§ **Available records**:

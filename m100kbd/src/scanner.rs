//! The scan loop: row by row, find the closed key, then translate, filter, resolve and emit it.

use std::io;
use std::sync::atomic::{AtomicBool, Ordering};
use std::time::Duration;
use log::{debug, info};
use thiserror::Error;
use m100kbd_gpio::{GpioError, GpioResult};
use m100kbd_gpio::keypad::MatrixLines;
use crate::clock::Clock;
use crate::config::{MODIFIER_COLUMN, ROWS, Timing};
use crate::debounce::{Sample, Sampler};
use crate::emitter::Emitter;
use crate::guard::{admit, LastEmission};
use crate::keymap::{translate, KeyCode, MatrixPosition};
use crate::layer::{resolve, Action, Latch, ModifierState};

/// Faults of the line or emitter collaborators. The scanner has none of its own.
#[derive(Debug, Error)]
pub enum ScanError {
    #[error("GPIO error: {0}")]
    Gpio(#[from] GpioError),
    #[error("failed to emit key event: {0}")]
    Emit(#[from] io::Error),
}

pub type ScanResult<T> = Result<T, ScanError>;

/// A key that made it through repeat suppression and layer resolution.
#[derive(Copy, Clone, Debug, Eq, PartialEq)]
pub struct Resolved {
    pub key: KeyCode,
    pub action: Action,
}

/// Everything the scan loop remembers between keys.
#[derive(Copy, Clone, Debug, Default, Eq, PartialEq)]
pub struct ScanState {
    pub modifiers: ModifierState,
    pub last: Option<LastEmission>,
}

impl ScanState {
    /// Handles a confirmed key at `position`, seen at `now`.
    ///
    /// Returns `None` without touching any state when the key is a repeat that came
    /// too soon.
    pub fn step(
        self,
        position: MatrixPosition,
        now: Duration,
        repeat_threshold: Duration,
    ) -> (ScanState, Option<Resolved>) {
        let key = translate(position);
        debug!("{} key {} : {}", position, key.code(), key.name());

        if !admit(self.last, key, now, repeat_threshold) {
            return (self, None);
        }

        let (modifiers, action) = resolve(self.modifiers, position, key);
        (ScanState { modifiers, ..self }, Some(Resolved { key, action }))
    }

    /// Remembers `key` as emitted at `at`.
    pub fn emitted(self, key: KeyCode, at: Duration) -> ScanState {
        ScanState {
            last: Some(LastEmission { key, at }),
            ..self
        }
    }
}

/// Drives the matrix lines and feeds confirmed keys to the emitter.
pub struct Scanner<'a> {
    lines: &'a dyn MatrixLines,
    emitter: &'a mut dyn Emitter,
    clock: &'a dyn Clock,
    timing: Timing,
    state: ScanState,
}

impl<'a> Scanner<'a> {
    pub fn new(
        lines: &'a dyn MatrixLines,
        emitter: &'a mut dyn Emitter,
        clock: &'a dyn Clock,
        timing: Timing,
    ) -> Self {
        Scanner {
            lines,
            emitter,
            clock,
            timing,
            state: ScanState::default(),
        }
    }

    pub fn state(&self) -> ScanState {
        self.state
    }

    #[cfg(test)]
    pub fn with_state(mut self, state: ScanState) -> Self {
        self.state = state;
        self
    }

    /// Scans the matrix until `shutdown` is set, pausing between full cycles.
    ///
    /// The flag is checked once per cycle.
    pub fn run(&mut self, shutdown: &AtomicBool) -> ScanResult<()> {
        info!(
            "Starting keyboard scanner (debounce {:?}, cycle {:?}, key repeat {:?}, post-key {:?}).",
            self.timing.debounce, self.timing.cycle, self.timing.repeat_threshold, self.timing.post_emission,
        );

        while !shutdown.load(Ordering::Relaxed) {
            self.scan_cycle()?;
            self.clock.sleep(self.timing.cycle);
        }

        info!("Stopping keyboard scanner.");
        Ok(())
    }

    /// Scans every row once.
    pub fn scan_cycle(&mut self) -> ScanResult<()> {
        for row in 0..ROWS {
            self.scan_row(row)?;
        }
        Ok(())
    }

    /// Asserts `row`, handles at most one key in it and deasserts it again.
    ///
    /// The row is deasserted even when handling the key fails.
    pub fn scan_row(&mut self, row: usize) -> ScanResult<()> {
        self.lines.assert_row(row)?;
        let result = self.handle_row(row);
        let released = self.lines.deassert_row(row);
        result?;
        released?;
        Ok(())
    }

    fn handle_row(&mut self, row: usize) -> ScanResult<()> {
        let Some(position) = self.find_key(row)? else {
            return Ok(());
        };

        let (state, resolved) = self.state.step(position, self.clock.now(), self.timing.repeat_threshold);
        self.state = state;
        let Some(Resolved { key, action }) = resolved else {
            return Ok(());
        };

        self.emitter.perform(action)?;
        self.state = self.state.emitted(key, self.clock.now());
        self.clock.sleep(self.timing.post_emission);
        Ok(())
    }

    /// Samples the modifier column, then the data columns in order, and returns the
    /// first position that needs a key handled.
    fn find_key(&mut self, row: usize) -> GpioResult<Option<MatrixPosition>> {
        let sampler = Sampler::new(self.clock, self.timing.debounce);

        match sampler.sample(self.lines, MODIFIER_COLUMN)? {
            Sample::Closed => match Latch::for_row(row) {
                Some(latch) => {
                    if !self.state.modifiers.is_set(latch) {
                        debug!("{:?} latched from row {}.", latch, row);
                    }
                    self.state.modifiers.set(latch);
                }
                None => return Ok(Some(MatrixPosition::new(row, MODIFIER_COLUMN))),
            },
            Sample::Bounced => {
                if self.state.modifiers.any() {
                    debug!("Modifier column settled open on row {}, releasing latches.", row);
                }
                self.state.modifiers.release_all();
            }
            Sample::Open => {}
        }

        for column in 0..MODIFIER_COLUMN {
            if sampler.sample(self.lines, column)?.is_closed() {
                return Ok(Some(MatrixPosition::new(row, column)));
            }
        }

        Ok(None)
    }
}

§ **What to work on**: If a line in the records above holds the string "derive", copy it out.

§ **Expected answer**:
#[derive(Debug, Error)]
#[derive(Copy, Clone, Debug, Eq, PartialEq)]
#[derive(Copy, Clone, Debug, Default, Eq, PartialEq)]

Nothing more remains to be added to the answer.